Clinical spectrum and genetic variations of <i>LMNA</i>-related muscular dystrophies in a large cohort of Chinese patients
Yanbin Fan, Dandan Tan, Danyu Song, Xu Zhang, Xingzhi Chang, Zhaoxia Wang, Cheng Zhang, H.S. Chan, Qixi Wu, Liwen Wu, Shuang Wang, Hui Yan, Ge Lin, Haipo Yang, Bing Mao, C. Bönnemann, Jingying Liu, Suxia Wang, Yun Yuan, Xiru Wu, Hong Zhang, Hui Xiong
Abstract
Background LMNA -related muscular dystrophy is caused by mutations in LMNA gene. We aimed to identify genetic variations and clinical features in a large cohort of Chinese patients with LMNA mutations in an attempt to establish genotype-phenotype correlation. Methods The clinical presentations of patients with LMNA -related muscular dystrophy were recorded using retrospective and prospective cohort study. LMNA mutation analysis was performed by Sanger sequencing or next-generation sequencing. Mosaicism was detected by personal genome machine amplicon deep sequencing for mosaicism. Results Eighty-four patients were identified to harbour LMNA mutations. Forty-one of those were diagnosed with LMNA -related congenital muscular dystrophy (L-CMD), 32 with Emery-Dreifuss muscular dystrophy (EDMD) and 11 with limb-girdle muscular dystrophy type 1B (LGMD1B). We identified 21 novel and 29 known LMNA mutations. Two frequent mutations were identified: c.745C>T and c.1357C>T. A correlation between the location of mutation and the clinical phenotype was observed: mutations affecting the head and coil 2A domains mainly occurred in L-CMD, while the coil 2B and Ig-like domains mainly related to EDMD and LGMD1B. We found somatic mosaicism in one parent of four probands.

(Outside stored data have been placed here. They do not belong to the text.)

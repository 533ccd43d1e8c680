//! Validator contract (`spec.md` §4.4 "Validator contract", §4.5 edge
//! cases (b) and (c)).

use std::collections::HashSet;

use crate::types::{AggregationResult, ExistingEventAssignment, NewEventProposal};

/// A dropped `existing_events` entry whose `event_id` was not in the
/// context set supplied to the LLM (`spec.md` §4.5 edge case (b)).
#[derive(Debug, Clone, PartialEq)]
pub struct DroppedUnknownEvent {
    pub event_id: i64,
    pub news_ids: Vec<i64>,
}

/// Result of validating and repairing one parsed `AggregationResult`.
#[derive(Debug, Clone)]
pub struct ValidationOutcome {
    pub is_valid: bool,
    pub fixed_result: AggregationResult,
    pub missing_news: Vec<i64>,
    pub extra_ids: Vec<i64>,
    pub dropped_unknown_events: Vec<DroppedUnknownEvent>,
    /// news ids that appeared in more than one LLM entry; attribution
    /// went to the first entry in document order.
    pub duplicate_news_ids: Vec<i64>,
    pub message: String,
}

/// Validate `parsed` against the input news batch and (optionally) the
/// set of event ids the LLM was allowed to reference.
///
/// - `missing = input_ids \ processed_ids`, `extra = processed_ids \ input_ids`.
/// - `extra` ids are dropped from the result; an entry whose
///   `news_ids` becomes empty is removed entirely.
/// - A news id appearing in more than one entry is kept only in the
///   first entry in document order (existing_events before new_events,
///   array order within each); later occurrences are dropped.
/// - If `known_event_ids` is `Some` and an `existing_events` entry
///   names an id outside it, the entry is dropped and its news ids
///   become missing.
/// - `fixed_result` is always returned, even when `is_valid` is false,
///   so the caller can persist what the LLM did assign correctly.
pub fn validate_and_fix(
    input_ids: &HashSet<i64>,
    parsed: &AggregationResult,
    known_event_ids: Option<&HashSet<i64>>,
) -> ValidationOutcome {
    let processed_before = parsed.processed_news_ids();
    let extra_ids: Vec<i64> = processed_before.difference(input_ids).copied().collect();

    let mut seen: HashSet<i64> = HashSet::new();
    let mut duplicate_news_ids: Vec<i64> = Vec::new();
    let mut dropped_unknown_events: Vec<DroppedUnknownEvent> = Vec::new();

    let mut fixed_existing: Vec<ExistingEventAssignment> = Vec::new();
    for entry in &parsed.existing_events {
        if let Some(known) = known_event_ids {
            if !known.contains(&entry.event_id) {
                dropped_unknown_events.push(DroppedUnknownEvent {
                    event_id: entry.event_id,
                    news_ids: entry.news_ids.clone(),
                });
                continue;
            }
        }

        let kept_ids = dedupe_and_filter(&entry.news_ids, input_ids, &mut seen, &mut duplicate_news_ids);
        if !kept_ids.is_empty() {
            fixed_existing.push(ExistingEventAssignment {
                event_id: entry.event_id,
                news_ids: kept_ids,
                confidence: entry.confidence,
                reason: entry.reason.clone(),
            });
        }
    }

    let mut fixed_new: Vec<NewEventProposal> = Vec::new();
    for entry in &parsed.new_events {
        let kept_ids = dedupe_and_filter(&entry.news_ids, input_ids, &mut seen, &mut duplicate_news_ids);
        if !kept_ids.is_empty() {
            fixed_new.push(NewEventProposal {
                news_ids: kept_ids,
                title: entry.title.clone(),
                summary: entry.summary.clone(),
                event_type: entry.event_type.clone(),
                region: entry.region.clone(),
                tags: entry.tags.clone(),
                confidence: entry.confidence,
                priority: entry.priority.clone(),
                sentiment: entry.sentiment,
            });
        }
    }

    let fixed_result = AggregationResult {
        existing_events: fixed_existing,
        new_events: fixed_new,
    };

    let processed_after = fixed_result.processed_news_ids();
    let mut missing_news: Vec<i64> = input_ids.difference(&processed_after).copied().collect();
    missing_news.sort_unstable();

    let mut extra_ids = extra_ids;
    extra_ids.sort_unstable();

    let is_valid = missing_news.is_empty();
    let message = if is_valid {
        "all input news ids accounted for".to_string()
    } else {
        format!("{} news id(s) missing from LLM response", missing_news.len())
    };

    ValidationOutcome {
        is_valid,
        fixed_result,
        missing_news,
        extra_ids,
        dropped_unknown_events,
        duplicate_news_ids,
        message,
    }
}

/// Filter `ids` to those present in `input_ids`, then drop any already
/// `seen` (recording it as a duplicate), adding newly-kept ids to `seen`.
fn dedupe_and_filter(
    ids: &[i64],
    input_ids: &HashSet<i64>,
    seen: &mut HashSet<i64>,
    duplicates: &mut Vec<i64>,
) -> Vec<i64> {
    let mut kept = Vec::new();
    for &id in ids {
        if !input_ids.contains(&id) {
            continue; // extra id, silently dropped
        }
        if seen.contains(&id) {
            duplicates.push(id);
            continue;
        }
        seen.insert(id);
        kept.push(id);
    }
    kept
}

#[cfg(test)]
mod tests {
    use super::*;
    use aggr_domain::Sentiment;

    fn existing(event_id: i64, news_ids: Vec<i64>) -> ExistingEventAssignment {
        ExistingEventAssignment {
            event_id,
            news_ids,
            confidence: 0.9,
            reason: "r".into(),
        }
    }

    fn new_event(news_ids: Vec<i64>) -> NewEventProposal {
        NewEventProposal {
            news_ids,
            title: "t".into(),
            summary: "s".into(),
            event_type: "e".into(),
            region: "".into(),
            tags: vec![],
            confidence: 0.9,
            priority: "".into(),
            sentiment: Sentiment::Neutral,
        }
    }

    #[test]
    fn fully_covered_input_is_valid() {
        let input: HashSet<i64> = [1, 2].into_iter().collect();
        let parsed = AggregationResult {
            existing_events: vec![existing(100, vec![1])],
            new_events: vec![new_event(vec![2])],
        };
        let outcome = validate_and_fix(&input, &parsed, None);
        assert!(outcome.is_valid);
        assert!(outcome.missing_news.is_empty());
    }

    #[test]
    fn missing_ids_make_result_invalid_but_keep_fixed_result() {
        let input: HashSet<i64> = [1, 2, 3].into_iter().collect();
        let parsed = AggregationResult {
            existing_events: vec![existing(100, vec![1, 2])],
            new_events: vec![],
        };
        let outcome = validate_and_fix(&input, &parsed, None);
        assert!(!outcome.is_valid);
        assert_eq!(outcome.missing_news, vec![3]);
        assert_eq!(outcome.fixed_result.existing_events[0].news_ids, vec![1, 2]);
    }

    #[test]
    fn extra_ids_are_dropped_and_empty_entries_removed() {
        let input: HashSet<i64> = [1].into_iter().collect();
        let parsed = AggregationResult {
            existing_events: vec![existing(100, vec![1, 99])],
            new_events: vec![new_event(vec![99])],
        };
        let outcome = validate_and_fix(&input, &parsed, None);
        assert!(outcome.is_valid);
        assert_eq!(outcome.extra_ids, vec![99]);
        assert_eq!(outcome.fixed_result.existing_events[0].news_ids, vec![1]);
        assert!(outcome.fixed_result.new_events.is_empty());
    }

    #[test]
    fn duplicate_news_id_attributed_to_first_entry() {
        let input: HashSet<i64> = [1].into_iter().collect();
        let parsed = AggregationResult {
            existing_events: vec![existing(100, vec![1])],
            new_events: vec![new_event(vec![1])],
        };
        let outcome = validate_and_fix(&input, &parsed, None);
        assert!(outcome.is_valid);
        assert_eq!(outcome.duplicate_news_ids, vec![1]);
        assert_eq!(outcome.fixed_result.existing_events[0].news_ids, vec![1]);
        assert!(outcome.fixed_result.new_events.is_empty());
    }

    #[test]
    fn unknown_event_id_dropped_and_reported() {
        let input: HashSet<i64> = [1].into_iter().collect();
        let known: HashSet<i64> = [100].into_iter().collect();
        let parsed = AggregationResult {
            existing_events: vec![existing(999, vec![1])],
            new_events: vec![],
        };
        let outcome = validate_and_fix(&input, &parsed, Some(&known));
        assert!(!outcome.is_valid);
        assert_eq!(outcome.missing_news, vec![1]);
        assert_eq!(outcome.dropped_unknown_events.len(), 1);
        assert_eq!(outcome.dropped_unknown_events[0].event_id, 999);
    }
}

Muscle biopsies revealed 11 of 20 biopsied L-CMD exhibited inflammatory changes, and muscle cell ultrastructure showed abnormal nuclear morphology. Conclusions Our detailed clinical and genetic analysis of 84 patients with LMNA -related muscular dystrophy expands clinical spectrum and broadens genetic variations caused by LMNA mutations. We identified 21 novel and 29 known LMNA mutations and found two frequent mutations. A correlation between the location of mutation and the clinical severity was observed. Preliminary data suggested that low-dose corticosteroid treatment may be effective.